BDNF and the developmental onset of contextual and cue-dependent fear in mice.
S. S. PATTWELL; , K. G. BATH; F. S. LEE
Society for Neuroscience. 2008.
Many psychiatric disorders originating in childhood and adolescence involve improper regulation of fear. Complimentary human and animal studies have uncovered key brain regions in the acquisition and maintenance of fear learning including the amygdala, hippocampus and prefrontal cortex (PFC). Many of these regions undergo protracted development in humans and are not fully mature until the early twenties. Thus, different brain circuits and mechanisms may be involved in regulating fear responses across development. Brain derived neurotrophic factor (BDNF), a molecule involved in neuronal survival and differentiation, is important for long-term potentiation and memory consolidation. Due its role in learning and memory, BDNF signaling is also important for fear conditioning. In addition to maturational changes in fear circuitry, BDNF levels change dynamically during postnatal development. Male, C57BL/6J mice underwent fear conditioning during several important developmental periods. P29, P39, and P49 mice were used, as these ages have been shown to best approximate human pre-, mid-, and post-adolescence, respectively.
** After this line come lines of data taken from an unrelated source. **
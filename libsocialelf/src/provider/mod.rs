//! The posting provider boundary
//!
//! The provider owns the authoritative post record and the connected
//! accounts. Everything above this trait treats it as the single source of
//! truth; nothing here retries.
//!
//! [`http::HttpProvider`] speaks the provider's REST API. [`mock::MockProvider`]
//! keeps everything in memory and is available in all builds so that
//! integration tests and the CLI test suites can use it.

use async_trait::async_trait;
use secrecy::SecretString;
use serde::{Deserialize, Serialize};

use crate::error::ProviderError;
use crate::types::{Account, Platform, Post, PostPage, PostPayload, PostStatus};

pub mod http;
pub mod mock;

pub use http::HttpProvider;
pub use mock::{MockProvider, ProviderCall};

pub type ProviderResult<T> = std::result::Result<T, ProviderError>;

/// Server-side listing parameters
#[derive(Debug, Clone, PartialEq, Eq)]
pub struct PostQuery {
    pub external_profile_id: String,
    pub page: u32,
    pub limit: u32,
    pub status: Option<PostStatus>,
    pub platform: Option<Platform>,
}

/// Where to send the user to authorize a platform
#[derive(Debug, Clone, PartialEq, Eq, Serialize, Deserialize)]
#[serde(rename_all = "camelCase")]
pub struct ConnectUrl {
    #[serde(default)]
    pub auth_url: Option<String>,
    #[serde(default)]
    pub state: Option<String>,
}

#[derive(Debug, Clone, PartialEq, Eq, Serialize, Deserialize)]
pub struct FacebookPage {
    pub id: String,
    pub name: String,
    #[serde(default)]
    pub category: Option<String>,
}

/// Result of connecting a selected page
#[derive(Debug, Clone, Default, PartialEq, Eq, Serialize, Deserialize)]
pub struct PageConnection {
    #[serde(default)]
    pub message: Option<String>,
    #[serde(default)]
    pub account: Option<Account>,
}

#[async_trait]
pub trait PostingProvider: Send + Sync {
    async fn get_post(&self, post_id: &str) -> ProviderResult<Post>;

    async fn list_posts(&self, query: &PostQuery) -> ProviderResult<PostPage>;

    async fn create_post(&self, payload: &PostPayload) -> ProviderResult<Post>;

    /// Full replace of an existing post
    async fn replace_post(&self, post_id: &str, payload: &PostPayload) -> ProviderResult<Post>;

    async fn delete_post(&self, post_id: &str) -> ProviderResult<()>;

    /// Every account under a profile, active or not
    async fn list_accounts(&self, external_profile_id: &str) -> ProviderResult<Vec<Account>>;

    async fn delete_account(&self, account_id: &str) -> ProviderResult<()>;

    async fn connect_url(
        &self,
        platform: Platform,
        external_profile_id: &str,
        redirect_url: &str,
    ) -> ProviderResult<ConnectUrl>;

    async fn list_facebook_pages(
        &self,
        external_profile_id: &str,
        access_token: &SecretString,
    ) -> ProviderResult<Vec<FacebookPage>>;

    async fn select_facebook_page(
        &self,
        external_profile_id: &str,
        page_id: &str,
        access_token: &SecretString,
    ) -> ProviderResult<PageConnection>;
}

/// Post responses arrive either bare or wrapped in `{"post": ...}`
#[derive(Deserialize)]
#[serde(untagged)]
pub(crate) enum PostEnvelope {
    Wrapped { post: Post },
    Bare(Post),
}

impl PostEnvelope {
    pub(crate) fn into_post(self) -> Post {
        match self {
            PostEnvelope::Wrapped { post } | PostEnvelope::Bare(post) => post,
        }
    }
}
A developmental dissociation between contextual and cue-dependent fear was observed in mice, replicating results of previous studies using rats. A delayed developmental onset of contextual fear in mice may be indicative of an immature hippocampal network. BDNF levels, in addition to protracted regional brain maturation, may prove to be a key factor in regulating age- dependent differences in fear expression.